Metropolitan News-Enterprise


Thursday, August 15, 2013


Page 3


S.C. Rejects Depublication Request In Disqualification Case


By a MetNews Staff Writer


The California Supreme Court yesterday denied a request to depublish a Court of Appeal opinion holding that a lawyer who sued Ford Motor Co. for selling his client a defective automobile should not have been disqualified merely because he handled the same types of cases when he worked for Ford four years earlier.

Ford had asked the high court to remove the precedential effect of the ruling by Div. Four that allows Payam Shahian and his firm, Strategic Legal Practices, to represent Benham Khani in a suit against Ford and Galpin Motors, Inc. But the justices, at their weekly conference in San Francisco, voted unanimously to deny the request.

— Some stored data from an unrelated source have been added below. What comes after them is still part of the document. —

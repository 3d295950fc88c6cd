use crate::optimizer::OutputFormat;
use std::path::PathBuf;

pub enum Command {
    // Optimizer
    Optimize {
        inputs: Vec<PathBuf>,
        out_dir: PathBuf,
        max_width: Option<u32>,
        max_height: Option<u32>,
        quality: Option<f32>,
        format: Option<OutputFormat>,
        no_resize: bool,
        no_compression: bool,
    },
    Thumbnail {
        input: PathBuf,
        size: u32,
    },
    Probe {
        input: PathBuf,
    },
    Formats,
    // Result cache
    CacheStats,
    CacheLookup {
        input: PathBuf,
        model: String,
    },
    CachePut {
        input: PathBuf,
        model: String,
        result_json: String,
        ttl_secs: Option<u64>,
    },
    CacheList {
        model: String,
    },
    CacheClear,
    CacheClearModel {
        model: String,
    },
    CacheSweep,
}
use crate::cache::entry::CacheEntry;
use crate::cache::metrics::CacheMetrics;
use serde::Serialize;
use std::collections::HashMap;
use std::sync::atomic::Ordering;

/// Outcome of one cleanup pass.
#[derive(Debug, Clone, Copy, Default, PartialEq, Eq, Serialize)]
pub struct CleanupReport {
    pub expired_removed: usize,
    pub trimmed: usize,
    pub remaining: usize,
}

impl CleanupReport {
    #[must_use]
    pub const fn removed(&self) -> usize {
        self.expired_removed + self.trimmed
    }
}

/// Removes entries with `expires_at <= now`. Returns number evicted.
pub fn purge_expired(
    entries: &mut HashMap<String, CacheEntry>,
    now: i64,
    metrics: &CacheMetrics,
) -> usize {
    let before = entries.len();
    entries.retain(|_, e| !e.is_expired_at(now));
    let count = before - entries.len();
    if count > 0 {
        metrics.ttl_evictions.fetch_add(count as u64, Ordering::Relaxed);
        crate::devlog!("{{\"bench\":\"cache\",\"op\":\"ttl_purge\",\"evicted\":{count}}}");
    }
    count
}

/// Keeps only the `keep` most recent entries by `timestamp`. Returns number evicted.
pub fn trim_oldest(
    entries: &mut HashMap<String, CacheEntry>,
    keep: usize,
    metrics: &CacheMetrics,
) -> usize {
    if entries.len() <= keep {
        return 0;
    }
    let mut by_age: Vec<(i64, String)> =
        entries.iter().map(|(k, e)| (e.timestamp, k.clone())).collect();
    // Ties broken by key so the victim set is deterministic.
    by_age.sort();
    let excess = entries.len() - keep;
    for (_, key) in by_age.into_iter().take(excess) {
        entries.remove(&key);
    }
    metrics.trim_evictions.fetch_add(excess as u64, Ordering::Relaxed);
    crate::devlog!("{{\"bench\":\"cache\",\"op\":\"trim_oldest\",\"evicted\":{excess},\"kept\":{keep}}}");
    excess
}

/// Two-phase cleanup: expired entries first, then oldest-first down to `trim_target`
/// when the count still exceeds `max_entries`.
pub fn cleanup(
    entries: &mut HashMap<String, CacheEntry>,
    now: i64,
    max_entries: usize,
    trim_target: usize,
    metrics: &CacheMetrics,
) -> CleanupReport {
    let expired_removed = purge_expired(entries, now, metrics);
    let trimmed =
        if entries.len() > max_entries { trim_oldest(entries, trim_target, metrics) } else { 0 };
    CleanupReport { expired_removed, trimmed, remaining: entries.len() }
}

#[cfg(test)]
mod tests {
    use super::*;
    use serde_json::json;

    fn entry(id: &str, timestamp: i64, expires_at: i64) -> CacheEntry {
        CacheEntry {
            id: id.to_string(),
            filename: format!("{id}.png"),
            file_hash: id.to_string(),
            result: json!({"label": id}),
            timestamp,
            model_used: "m".to_string(),
            expires_at,
        }
    }

    fn map(items: Vec<CacheEntry>) -> HashMap<String, CacheEntry> {
        items.into_iter().map(|e| (e.id.clone(), e)).collect()
    }

    #[test]
    fn expiry_boundary_is_inclusive() {
        let m = CacheMetrics::default();
        let mut entries = map(vec![entry("a", 0, 100), entry("b", 0, 101)]);
        assert_eq!(purge_expired(&mut entries, 100, &m), 1);
        assert!(entries.contains_key("b"));
    }

    #[test]
    fn cleanup_drops_expired_before_trimming() {
        let m = CacheMetrics::default();
        let mut entries = map(vec![
            entry("old_live", 1, 10_000),
            entry("expired", 2, 5),
            entry("mid", 3, 10_000),
            entry("new", 4, 10_000),
        ]);
        // max 2, keep 1: the expired one goes first, then the two oldest live ones.
        let report = cleanup(&mut entries, 50, 2, 1, &m);
        assert_eq!(report, CleanupReport { expired_removed: 1, trimmed: 2, remaining: 1 });
        assert!(entries.contains_key("new"));
    }

    #[test]
    fn no_trim_when_within_bound() {
        let m = CacheMetrics::default();
        let mut entries = map(vec![entry("a", 1, 100), entry("b", 2, 100)]);
        let report = cleanup(&mut entries, 0, 2, 0, &m);
        assert_eq!(report.removed(), 0);
        assert_eq!(m.snapshot().trim_evictions, 0);
    }

    #[test]
    fn trim_emits_devlog() {
        let _g = crate::utils::devlog::enable_thread_sink();
        let m = CacheMetrics::default();
        let mut entries = map(vec![entry("a", 1, 100), entry("b", 2, 100), entry("c", 3, 100)]);
        assert_eq!(trim_oldest(&mut entries, 1, &m), 2);
        let logs = crate::utils::devlog::drain();
        assert!(logs.iter().any(|l| l.contains("trim_oldest") && l.contains("\"evicted\":2")));
    }
}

Khani sued under the Song-Beverly Consumer Warranty Act, better known as the Lemon Law, based on sale of a 2008 Navigator. The law requires the maker of a defective new car, or its authorized dealer, to honor an express written warranty by repairing the vehicle, and to replace the vehicle or refund the purchase price if the car cannot be satisfactorily repaired after a reasonable number of attempts.

The opinion by Presiding Justice Norman Epstein was filed April 2 and certified April 25 for publication.

Los Angeles Superior Court Judge Amy Hogue had reasoned that the legal issues in Lemon Law cases are substantially similar, and that Ford was entitled to a presumption that Shahian was exposed to confidential information, and granted the motion to disqualify.

But Epstein, writing for the Court of Appeal, said the ruling was legally erroneous because Ford failed to show that the cases were substantially related. The trial judge’s assumption that all Lemon Law cases are substantially related because the legal issues are similar was mistaken, he said.

“The substantial relationship test requires comparison not only of the legal issues involved in successive representations, but also of evidence bearing on the materiality of the information the attorney received during the earlier representation,” he explained.

The case is Khani v. Ford Motor Co., 13 S.O.S. 2092.